Stored items:

//! Storage engine over the [redb](https://docs.rs/redb) embedded database.
//!
//! Every pair lives in a single table whose keys redb keeps in
//! byte-lexicographic order, so this engine serves range cursors natively.
//! Cursors read from the snapshot taken when they were created; writes
//! committed afterwards do not appear in them.

use std::cmp::Ordering as CmpOrdering;
use std::ops::Bound;
use std::path::Path;
use std::sync::Arc;

use log::debug;
use redb::{Database, ReadableDatabase, TableDefinition};

use crate::backend::{BoxedScan, OrderedBackend, RawBackend};
use crate::config::FileConfig;
use crate::error::{LexbaseError, LexbaseResult};
use crate::ordering::compare;

const TABLE: TableDefinition<&[u8], &[u8]> = TableDefinition::new("kv");

/// redb-backed engine.
#[derive(Clone, Debug)]
pub struct RedbStore {
    db: Arc<Database>,
}

impl RedbStore {
    /// Open a database at `path`, creating it if missing.
    pub fn new<P: AsRef<Path>>(path: P) -> LexbaseResult<Self> {
        Self::with_config(FileConfig::new(path.as_ref()))
    }

    /// Open a database described by `config`.
    pub fn with_config(config: FileConfig) -> LexbaseResult<Self> {
        if config.truncate && config.path.exists() {
            debug!("truncating redb store at {}", config.path.display());
            std::fs::remove_file(&config.path)?;
        }
        let mut builder = Database::builder();
        builder.set_cache_size(config.cache_size_mb * 1024 * 1024);
        let db = if config.path.exists() {
            debug!("opening redb store at {}", config.path.display());
            builder.open(&config.path)?
        } else if config.create_if_missing {
            debug!("creating redb store at {}", config.path.display());
            builder.create(&config.path)?
        } else {
            return Err(LexbaseError::Io(std::io::Error::new(
                std::io::ErrorKind::NotFound,
                format!("no redb database at {}", config.path.display()),
            )));
        };
        Ok(Self { db: Arc::new(db) })
    }

    /// Direct access to the underlying redb database.
    pub fn db(&self) -> &Database {
        &self.db
    }

    /// Write one chunk of pairs inside a single transaction.
    pub(crate) fn put_chunk(&self, pairs: &[(Vec<u8>, Vec<u8>)]) -> LexbaseResult<()> {
        let write_txn = self.db.begin_write()?;
        {
            let mut table = write_txn.open_table(TABLE)?;
            for (key, value) in pairs {
                table.insert(key.as_slice(), value.as_slice())?;
            }
        }
        write_txn.commit()?;
        Ok(())
    }

    /// Remove one chunk of keys inside a single transaction.
    pub(crate) fn delete_chunk(&self, keys: &[Vec<u8>]) -> LexbaseResult<()> {
        let write_txn = self.db.begin_write()?;
        {
            let mut table = write_txn.open_table(TABLE)?;
            for key in keys {
                table.remove(key.as_slice())?;
            }
        }
        write_txn.commit()?;
        Ok(())
    }

    fn snapshot_cursor(
        &self,
        from: Option<&[u8]>,
        to: Option<&[u8]>,
    ) -> LexbaseResult<RedbCursor> {
        if let (Some(a), Some(b)) = (from, to) {
            if compare(a, b) == CmpOrdering::Greater {
                return Ok(RedbCursor { inner: None });
            }
        }
        let read_txn = self.db.begin_read()?;
        // A table only exists once something has been written to it.
        let table = match read_txn.open_table(TABLE) {
            Ok(table) => table,
            Err(redb::TableError::TableDoesNotExist(_)) => return Ok(RedbCursor { inner: None }),
            Err(err) => return Err(err.into()),
        };
        let lower: Bound<&[u8]> = from.map_or(Bound::Unbounded, Bound::Included);
        let upper: Bound<&[u8]> = to.map_or(Bound::Unbounded, Bound::Included);
        Ok(RedbCursor {
            inner: Some(table.range::<&[u8]>((lower, upper))?),
        })
    }
}

impl RawBackend for RedbStore {
    fn name(&self) -> &'static str {
        "redb"
    }

    fn raw_get(&self, key: &[u8]) -> LexbaseResult<Option<Vec<u8>>> {
        let read_txn = self.db.begin_read()?;
        let table = match read_txn.open_table(TABLE) {
            Ok(table) => table,
            Err(redb::TableError::TableDoesNotExist(_)) => return Ok(None),
            Err(err) => return Err(err.into()),
        };
        Ok(table.get(key)?.map(|guard| guard.value().to_vec()))
    }

    fn raw_put(&self, key: &[u8], value: &[u8]) -> LexbaseResult<()> {
        let write_txn = self.db.begin_write()?;
        {
            let mut table = write_txn.open_table(TABLE)?;
            table.insert(key, value)?;
        }
        write_txn.commit()?;
        Ok(())
    }

    fn raw_delete(&self, key: &[u8]) -> LexbaseResult<()> {
        let write_txn = self.db.begin_write()?;
        {
            let mut table = write_txn.open_table(TABLE)?;
            table.remove(key)?;
        }
        write_txn.commit()?;
        Ok(())
    }

    fn raw_contains(&self, key: &[u8]) -> LexbaseResult<bool> {
        let read_txn = self.db.begin_read()?;
        let table = match read_txn.open_table(TABLE) {
            Ok(table) => table,
            Err(redb::TableError::TableDoesNotExist(_)) => return Ok(false),
            Err(err) => return Err(err.into()),
        };
        Ok(table.get(key)?.is_some())
    }

    fn raw_scan(&self) -> LexbaseResult<BoxedScan> {
        Ok(Box::new(self.snapshot_cursor(None, None)?))
    }

    fn supports_native_order(&self) -> bool {
        true
    }

    fn close(&self) -> LexbaseResult<()> {
        // Durability is per commit; there is nothing left to flush.
        Ok(())
    }
}

impl OrderedBackend for RedbStore {
    type RangeCursor = RedbCursor;

    fn range_cursor(
        &self,
        from: Option<&[u8]>,
        to: Option<&[u8]>,
    ) -> LexbaseResult<Self::RangeCursor> {
        self.snapshot_cursor(from, to)
    }
}

/// Owned cursor over a redb snapshot; `None` stands for the empty window.
pub struct RedbCursor {
    inner: Option<redb::Range<'static, &'static [u8], &'static [u8]>>,
}

impl Iterator for RedbCursor {
    type Item = LexbaseResult<(Vec<u8>, Vec<u8>)>;

    fn next(&mut self) -> Option<Self::Item> {
        self.inner.as_mut()?.next().map(|result| {
            result
                .map(|(key, value)| (key.value().to_vec(), value.value().to_vec()))
                .map_err(Into::into)
        })
    }
}
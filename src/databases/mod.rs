//! Concrete storage engines.
//!
//! Each engine implements [`RawBackend`](crate::backend::RawBackend); the
//! disk engines additionally implement
//! [`OrderedBackend`](crate::backend::OrderedBackend) because their B-tree
//! structure already keeps keys in byte order. The in-memory engine is
//! hash-based and reaches ordered traversal through
//! [`IndexedBackend`](crate::backend::IndexedBackend).

#[cfg(feature = "sled")]
pub mod sled_store;

#[cfg(feature = "redb")]
pub mod redb_store;

pub mod memory_store;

Work to complete >> A single number is the whole answer: the count of lines above that hold "LexbaseError".

Your response >> 2